MESC: Re-thinking Algorithmic Priority and/or Criticality Inversions for Heterogeneous MCSs
Jiapeng Guan, Ran Wei, Dean You, Yingquan Wang, Ruizhe Yang, Hui Wang, Zhe Jiang
TL;DR
MESC targets real-time predictability in heterogeneous MCSs by introducing instruction-level preemption for DNN accelerators, mitigating algorithmic priority and criticality inversions. It comprises Gemmini_rt, a micro-architecture with a default config channel, config-copy buffer, and address remapper, plus OS-level task monitor and scheduler, all integrated with a theoretical WCRT model and a local-memory allocation strategy.
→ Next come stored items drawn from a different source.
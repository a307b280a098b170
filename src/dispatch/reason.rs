//! Suspension reason lists.
//!
//! Hosts pass reasons joined with `|`. The separator cannot be escaped, so a reason can
//! never contain it.

use crate::error::BindingError;

pub const REASON_SEPARATOR: char = '|';

#[derive(Debug, Clone, Default, PartialEq, Eq)]
pub struct SuspensionReasons(Vec<String>);

impl SuspensionReasons {
    /// Split a joined reason string. An empty string means no reasons; an empty token
    /// anywhere else (leading, trailing or doubled separator) is rejected.
    pub fn parse(joined: &str) -> Result<Self, BindingError> {
        if joined.is_empty() {
            return Ok(Self::default());
        }
        Self::from_tokens(joined.split(REASON_SEPARATOR))
    }

    /// Build from already-split tokens.
    pub fn from_tokens<I, S>(tokens: I) -> Result<Self, BindingError>
    where
        I: IntoIterator<Item = S>,
        S: Into<String>,
    {
        tokens
            .into_iter()
            .map(|token| {
                let token = token.into();
                if token.is_empty() {
                    Err(BindingError::invalid_argument("reason", "empty reason"))
                } else if token.contains(REASON_SEPARATOR) {
                    Err(BindingError::invalid_argument(
                        "reason",
                        format!("{token:?} contains the reserved separator '{REASON_SEPARATOR}'"),
                    ))
                } else {
                    Ok(token)
                }
            })
            .collect::<Result<Vec<_>, _>>()
            .map(Self)
    }

    pub fn into_vec(self) -> Vec<String> {
        self.0
    }
}
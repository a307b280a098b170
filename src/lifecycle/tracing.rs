//! # Observability & Tracing
//!
//! [`setup_tracing`] installs a compact `tracing-subscriber` formatter that hides module
//! paths (`with_target(false)`); stores identify themselves with an `entity_type` field
//! instead.
//!
//! The filter comes from `RUST_LOG` when set, otherwise from the configured default
//! (`BINDING_LOG`, `info` unless overridden).
//!
//! ```bash
//! RUST_LOG=debug cargo test -- --nocapture   # full payloads
//! ```
//!
//! With `info`, a create-or-get DM call looks like:
//!
//! ```text
//! INFO Actor started entity_type="User"
//! INFO dispatch: Dispatching procedure="channels_create_dm" session=1
//! INFO dispatch: Created entity_type="Channel" id=3F2A... size=1
//! ```
use tracing_subscriber::EnvFilter;

/// Install the global subscriber. Returns `false` when one was already installed.
pub fn setup_tracing(default_filter: &str) -> bool {
    let filter = EnvFilter::try_from_default_env().unwrap_or_else(|_| EnvFilter::new(default_filter));

    tracing_subscriber::fmt()
        .with_env_filter(filter)
        .with_target(false) // Don't show module paths - we use entity_type instead
        .compact()
        .try_init()
        .is_ok()
}

#[cfg(test)]
mod tests {
    use super::*;

    #[test]
    fn test_second_install_is_a_no_op() {
        setup_tracing("warn");
        assert!(!setup_tracing("debug"));
    }
}
//! # User Store
//!
//! The user store actor. Users are inserted whole (with their own id) and looked up by id or
//! by username and discriminator. The only mutation is [`UserAction::Suspend`].
//!
//! ## Structure
//!
//! - [`entity`] - [`ActorEntity`](crate::framework::ActorEntity) implementation for [`User`]
//! - [`actions`] - [`UserAction`] and [`UserActionResult`]
//! - [`new()`] - Factory function that creates the actor and client
//!
//! ## Usage
//!
//! ```rust,ignore
//! let (actor, client) = user_actor::new(&BindingConfig::default());
//! tokio::spawn(actor.run(()));
//!
//! client.insert_user(User::new("01A", "dos", "7624")).await?;
//! let user = client.fetch_user_by_username("DOS", "7624").await?;
//! ```

pub mod actions;
pub mod entity;

pub use actions::*;

use crate::clients::UserClient;
use crate::config::BindingConfig;
use crate::framework::ResourceActor;
use crate::model::User;

/// Creates a new User actor and its client.
pub fn new(config: &BindingConfig) -> (ResourceActor<User>, UserClient) {
    let (actor, generic_client) =
        ResourceActor::new(config.channel_buffer, config.request_timeout);
    let client = UserClient::new(generic_client);

    (actor, client)
}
Empirical results on an FPGA-based setup show 250x and 300x improvements in resolving priority and criticality inversions, respectively, with modest hardware overhead (~5%). The framework offers a practical, end-to-end solution for fine-grained accelerator preemption that preserves data/config consistency and sustains high schedulability in realistic MCS workloads.
Abstract
Modern Mixed-Criticality Systems (MCSs) rely on hardware heterogeneity to satisfy ever-increasing computational demands. However, most of the heterogeneous co-processors are designed to achieve high throughput, with their micro-architectures executing the workloads in a streaming manner. This streaming execution is often non-preemptive or limited-preemptive, preventing tasks' prioritisation based on their importance and resulting in frequent occurrences of algorithmic priority and/or criticality inversions. Such problems present a significant barrier to guaranteeing the systems' real-time predictability, especially when co-processors dominate the execution of the workloads (e.g., DNNs and transformers). In contrast to existing works that typically enable coarse-grained context switch by splitting the workloads/algorithms, we demonstrate a method that provides fine-grained context switch on a widely used open-source DNN accelerator by enabling instruction-level preemption without any workloads/algorithms modifications. As a systematic solution, we build a real system, i.e., Make Each Switch Count (MESC), from the SoC and ISA to the OS kernel. A theoretical model and analysis are also provided for timing guarantees. Experimental results reveal that, compared to conventional MCSs using non-preemptive DNN accelerators, MESC achieved a 250x and 300x speedup in resolving algorithmic priority and criticality inversions, with less than 5\% overhead. To our knowledge, this is the first work investigating algorithmic priority and criticality inversions for MCSs at the instruction level.